# [TASK INPUTS]

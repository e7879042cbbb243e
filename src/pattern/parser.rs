// Copyright (c) 2025 Steve Wagner (ciroque@live.com)
// SPDX-License-Identifier: MIT

//! Format string parser.
//!
//! Splits a pattern such as `%-5level [%thread] %logger{1} - %msg%n` into
//! literal text and conversion specifiers, resolves each specifier through
//! the [`ConverterRegistry`], and returns the resulting [`FormatterChain`].
//!
//! # Grammar
//!
//! ```text
//! pattern    := (literal | "%%" | specifier)*
//! specifier  := "%" ["-"] [digits] ["." ["-"] digits] name ("{" option "}")*
//! name       := ASCII letters, longest registered prefix wins
//! option     := any text, braces balanced
//! ```
//!
//! Parsing never fails. A specifier whose converter is unknown, rejects its
//! options, or carries a width above [`MAX_FIELD_WIDTH`] is logged and kept
//! in the output as the literal text it was written as.

use std::sync::Arc;

use crate::converters::{ConverterRegistry, LiteralConverter};
use crate::errors::ConverterError;
use crate::observability::messages::converter::{
    ConverterCreated, ConverterCreationFailed, UnrecognizedConversionSpecifier,
};
use crate::observability::messages::StructuredLog;
use crate::pattern::{FormatterChain, FormattingInfo, PatternFormatter};
use crate::traits::{PatternCompiler, PatternConverter};

/// Character that introduces a conversion specifier.
pub const PATTERN_MARKER: char = '%';

/// Largest minimum or maximum width accepted on a specifier.
pub const MAX_FIELD_WIDTH: usize = 4096;

/// Compiles format strings using a converter registry.
#[derive(Clone)]
pub struct PatternParser {
    registry: Arc<ConverterRegistry>,
}

impl PatternParser {
    pub fn new(registry: ConverterRegistry) -> Self {
        Self::with_registry(Arc::new(registry))
    }

    pub fn with_registry(registry: Arc<ConverterRegistry>) -> Self {
        Self { registry }
    }

    /// Parser backed by every built-in converter.
    pub fn with_builtins() -> Self {
        Self::new(ConverterRegistry::with_builtins())
    }

    pub fn registry(&self) -> &ConverterRegistry {
        &self.registry
    }

    pub fn parse(&self, pattern: &str) -> FormatterChain {
        let mut cursor = Cursor::new(pattern);
        let mut formatters = Vec::new();
        let mut literal = String::new();

        while let Some(c) = cursor.bump() {
            if c != PATTERN_MARKER {
                literal.push(c);
                continue;
            }

            let spec_start = cursor.pos - c.len_utf8();
            match cursor.peek() {
                None => literal.push(PATTERN_MARKER),
                Some(PATTERN_MARKER) => {
                    cursor.bump();
                    literal.push(PATTERN_MARKER);
                }
                Some(_) => {
                    let info = parse_formatting_info(&mut cursor);
                    let run_start = cursor.pos;
                    let run = cursor.take_while(|c| c.is_ascii_alphabetic());
                    let name = self.longest_registered_prefix(run);
                    cursor.pos = run_start + name.len();
                    let options = parse_options(&mut cursor);

                    let created = match info {
                        Ok(info) => self
                            .create_converter(name, &options, spec_start)
                            .map(|converter| (converter, info)),
                        Err(error) => {
                            ConverterCreationFailed {
                                key: name,
                                position: spec_start,
                                error: &error,
                            }
                            .log();
                            None
                        }
                    };

                    match created {
                        Some((converter, info)) => {
                            flush_literal(&mut literal, &mut formatters);
                            formatters.push(PatternFormatter::new(converter, info));
                        }
                        None => literal.push_str(&pattern[spec_start..cursor.pos]),
                    }
                }
            }
        }

        flush_literal(&mut literal, &mut formatters);
        FormatterChain::new(pattern, formatters)
    }

    /// Converter names are matched greedily against the registry, so `%nText`
    /// resolves to `%n` followed by the literal `Text`.
    fn longest_registered_prefix<'p>(&self, run: &'p str) -> &'p str {
        (1..=run.len())
            .rev()
            .map(|n| &run[..n])
            .find(|prefix| self.registry.contains_key(prefix))
            .unwrap_or(run)
    }

    fn create_converter(
        &self,
        name: &str,
        options: &[String],
        position: usize,
    ) -> Option<Arc<dyn PatternConverter>> {
        if name.is_empty() {
            UnrecognizedConversionSpecifier {
                specifier: name,
                position,
            }
            .log();
            return None;
        }

        match self.registry.create(name, options, self) {
            Ok(converter) => {
                ConverterCreated {
                    key: name,
                    converter: converter.name(),
                    option_count: options.len(),
                }
                .log();
                Some(converter)
            }
            Err(ConverterError::UnknownConverter { .. }) => {
                UnrecognizedConversionSpecifier {
                    specifier: name,
                    position,
                }
                .log();
                None
            }
            Err(error) => {
                ConverterCreationFailed {
                    key: name,
                    position,
                    error: &error,
                }
                .log();
                None
            }
        }
    }
}

impl Default for PatternParser {
    fn default() -> Self {
        Self::with_builtins()
    }
}

impl std::fmt::Debug for PatternParser {
    fn fmt(&self, f: &mut std::fmt::Formatter<'_>) -> std::fmt::Result {
        f.debug_struct("PatternParser")
            .field("registry", &self.registry)
            .finish()
    }
}

impl PatternCompiler for PatternParser {
    fn compile(&self, pattern: &str) -> FormatterChain {
        self.parse(pattern)
    }
}

fn flush_literal(literal: &mut String, formatters: &mut Vec<PatternFormatter>) {
    if !literal.is_empty() {
        let converter = Arc::new(LiteralConverter::new(std::mem::take(literal)));
        formatters.push(PatternFormatter::new(converter, FormattingInfo::default()));
    }
}

/// Reads `[-][min][.[-]max]`. The whole prefix is always consumed so a
/// rejected width still leaves the cursor on the converter name.
fn parse_formatting_info(cursor: &mut Cursor<'_>) -> Result<FormattingInfo, ConverterError> {
    let mut info = FormattingInfo::default();

    if cursor.eat('-') {
        info.left_align = true;
    }

    let min = cursor.take_while(|c| c.is_ascii_digit());
    let mut max = "";

    if cursor.eat('.') {
        if cursor.eat('-') {
            info.left_truncate = false;
        }
        max = cursor.take_while(|c| c.is_ascii_digit());
    }

    if !min.is_empty() {
        info.min_length = parse_width(min)?;
    }
    if !max.is_empty() {
        info.max_length = parse_width(max)?;
    }

    Ok(info)
}

fn parse_width(digits: &str) -> Result<usize, ConverterError> {
    digits
        .parse::<usize>()
        .ok()
        .filter(|width| *width <= MAX_FIELD_WIDTH)
        .ok_or_else(|| ConverterError::InvalidFieldWidth {
            width: digits.to_string(),
            limit: MAX_FIELD_WIDTH,
        })
}

/// Read `{...}` groups following a converter name. Nested braces stay part
/// of the option text; an unterminated group runs to the end of input.
fn parse_options(cursor: &mut Cursor<'_>) -> Vec<String> {
    let mut options = Vec::new();

    while cursor.eat('{') {
        let start = cursor.pos;
        let mut depth = 1usize;

        loop {
            match cursor.bump() {
                None => {
                    options.push(cursor.src[start..].to_string());
                    return options;
                }
                Some('{') => depth += 1,
                Some('}') => {
                    depth -= 1;
                    if depth == 0 {
                        options.push(cursor.src[start..cursor.pos - 1].to_string());
                        break;
                    }
                }
                Some(_) => {}
            }
        }
    }

    options
}

struct Cursor<'a> {
    src: &'a str,
    pos: usize,
}

impl<'a> Cursor<'a> {
    fn new(src: &'a str) -> Self {
        Self { src, pos: 0 }
    }

    fn peek(&self) -> Option<char> {
        self.src[self.pos..].chars().next()
    }

    fn bump(&mut self) -> Option<char> {
        let c = self.peek()?;
        self.pos += c.len_utf8();
        Some(c)
    }

    fn eat(&mut self, expected: char) -> bool {
        if self.peek() == Some(expected) {
            self.pos += expected.len_utf8();
            true
        } else {
            false
        }
    }

    fn take_while(&mut self, pred: impl Fn(char) -> bool) -> &'a str {
        let start = self.pos;
        while let Some(c) = self.peek() {
            if !pred(c) {
                break;
            }
            self.pos += c.len_utf8();
        }
        &self.src[start..self.pos]
    }
}

#[cfg(test)]
mod tests {
    use super::*;
    use crate::event::{Level, LogEvent};

    fn render(pattern: &str, event: &LogEvent) -> String {
        let chain = PatternParser::with_builtins().parse(pattern);
        let mut buf = String::new();
        chain.format(event, &mut buf);
        buf
    }

    fn sample_event() -> LogEvent {
        LogEvent::new("com.foo.Bar", Level::Error, "boom").with_thread("main")
    }

    #[test]
    fn test_parse_table_driven() {
        struct TestCase {
            name: &'static str,
            pattern: &'static str,
            expected: &'static str,
        }

        let test_cases = vec![
            TestCase { name: "plain literal", pattern: "hello", expected: "hello" },
            TestCase { name: "escaped marker", pattern: "100%% sure", expected: "100% sure" },
            TestCase { name: "trailing marker", pattern: "100%", expected: "100%" },
            TestCase { name: "simple converters", pattern: "%level - %msg%n", expected: "ERROR - boom\n" },
            TestCase { name: "short keys", pattern: "%p [%t] %c: %m", expected: "ERROR [main] com.foo.Bar: boom" },
            TestCase { name: "left aligned width", pattern: "[%-7level]", expected: "[ERROR  ]" },
            TestCase { name: "right aligned width", pattern: "[%7level]", expected: "[  ERROR]" },
            TestCase { name: "max width", pattern: "%.3logger", expected: "Bar" },
            TestCase { name: "max width from the right", pattern: "%.-3logger", expected: "com" },
            TestCase {
                name: "width overflowing usize kept literally",
                pattern: "%99999999999999999999999level",
                expected: "%99999999999999999999999level",
            },
            TestCase { name: "width above limit kept literally", pattern: "[%5000level]", expected: "[%5000level]" },
            TestCase { name: "max width above limit kept literally", pattern: "%.5000m!", expected: "%.5000m!" },
            TestCase { name: "logger precision option", pattern: "%logger{2}", expected: "foo.Bar" },
            TestCase { name: "unknown converter kept literally", pattern: "%zzz{x} done", expected: "%zzz{x} done" },
            TestCase { name: "longest registered prefix", pattern: "%nText", expected: "\nText" },
            TestCase { name: "longer key preferred", pattern: "%message", expected: "boom" },
            TestCase { name: "empty specifier kept literally", pattern: "% x", expected: "% x" },
            TestCase {
                name: "failed equals kept literally",
                pattern: "%equals{%logger}{a}",
                expected: "%equals{%logger}{a}",
            },
            TestCase {
                name: "equals replaces on match",
                pattern: "<%equals{%logger}{com.foo.Bar}{REDACTED}>",
                expected: "<REDACTED>",
            },
        ];

        let event = sample_event();
        for case in test_cases {
            assert_eq!(render(case.pattern, &event), case.expected, "case: {}", case.name);
        }
    }

    #[test]
    fn test_adjacent_literal_text_is_merged() {
        let chain = PatternParser::with_builtins().parse("a%%b%zzz");
        assert_eq!(chain.len(), 1);
        assert_eq!(chain.iter().next().unwrap().converter().name(), "literal");
    }

    #[test]
    fn test_chain_keeps_source_pattern() {
        let chain = PatternParser::with_builtins().parse("%level %msg");
        assert_eq!(chain.source(), "%level %msg");
        assert_eq!(chain.len(), 3);
    }

    #[test]
    fn test_nested_options_are_balanced() {
        let mut cursor = Cursor::new("{%X{user}}{}{anon} tail");
        let options = parse_options(&mut cursor);

        assert_eq!(options, vec!["%X{user}", "", "anon"]);
        assert_eq!(&cursor.src[cursor.pos..], " tail");
    }

    #[test]
    fn test_unterminated_option_runs_to_end() {
        let mut cursor = Cursor::new("{user");
        assert_eq!(parse_options(&mut cursor), vec!["user"]);
    }

    #[test]
    fn test_nested_equals_with_context() {
        let pattern = "%equals{%X{user}}{}{anonymous}";

        assert_eq!(render(pattern, &sample_event()), "anonymous");
        assert_eq!(render(pattern, &sample_event().with_context("user", "alice")), "alice");
    }

    #[test]
    fn test_empty_pattern_yields_empty_chain() {
        let chain = PatternParser::with_builtins().parse("");
        assert!(chain.is_empty());
    }

    #[test]
    fn test_formatting_info_parsing() {
        let mut cursor = Cursor::new("-5.-10level");
        let info = parse_formatting_info(&mut cursor).unwrap();

        assert!(info.left_align);
        assert_eq!(info.min_length, 5);
        assert_eq!(info.max_length, 10);
        assert!(!info.left_truncate);
        assert_eq!(&cursor.src[cursor.pos..], "level");
    }

    #[test]
    fn test_oversized_width_is_rejected_and_consumed() {
        let mut cursor = Cursor::new("99999999999999999999999.2level");
        let error = parse_formatting_info(&mut cursor).unwrap_err();

        assert_eq!(
            error,
            ConverterError::InvalidFieldWidth {
                width: "99999999999999999999999".to_string(),
                limit: MAX_FIELD_WIDTH,
            }
        );
        assert_eq!(&cursor.src[cursor.pos..], "level");
    }

    #[test]
    fn test_width_at_limit_is_accepted() {
        let rendered = render("%-4096level|", &sample_event());

        assert_eq!(rendered.len(), MAX_FIELD_WIDTH + 1);
        assert!(rendered.starts_with("ERROR "));
        assert!(rendered.ends_with(" |"));
    }

    #[test]
    fn test_rejected_width_does_not_affect_later_specifiers() {
        let rendered = render("%99999999999999999999999level %level", &sample_event());
        assert_eq!(rendered, "%99999999999999999999999level ERROR");
    }
}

# [PROBLEM]
Transcribe the lines above between the line holding "#[derive(Clone)]" and the line holding "let run = cursor.take_while(|c|", inclusive, exactly as they stand and with nothing added.

# [REPLY TO THE EXERCISE]
#[derive(Clone)]
pub struct PatternParser {
    registry: Arc<ConverterRegistry>,
}

impl PatternParser {
    pub fn new(registry: ConverterRegistry) -> Self {
        Self::with_registry(Arc::new(registry))
    }

    pub fn with_registry(registry: Arc<ConverterRegistry>) -> Self {
        Self { registry }
    }

    /// Parser backed by every built-in converter.
    pub fn with_builtins() -> Self {
        Self::new(ConverterRegistry::with_builtins())
    }

    pub fn registry(&self) -> &ConverterRegistry {
        &self.registry
    }

    pub fn parse(&self, pattern: &str) -> FormatterChain {
        let mut cursor = Cursor::new(pattern);
        let mut formatters = Vec::new();
        let mut literal = String::new();

        while let Some(c) = cursor.bump() {
            if c != PATTERN_MARKER {
                literal.push(c);
                continue;
            }

            let spec_start = cursor.pos - c.len_utf8();
            match cursor.peek() {
                None => literal.push(PATTERN_MARKER),
                Some(PATTERN_MARKER) => {
                    cursor.bump();
                    literal.push(PATTERN_MARKER);
                }
                Some(_) => {
                    let info = parse_formatting_info(&mut cursor);
                    let run_start = cursor.pos;
                    let run = cursor.take_while(|c| c.is_ascii_alphabetic());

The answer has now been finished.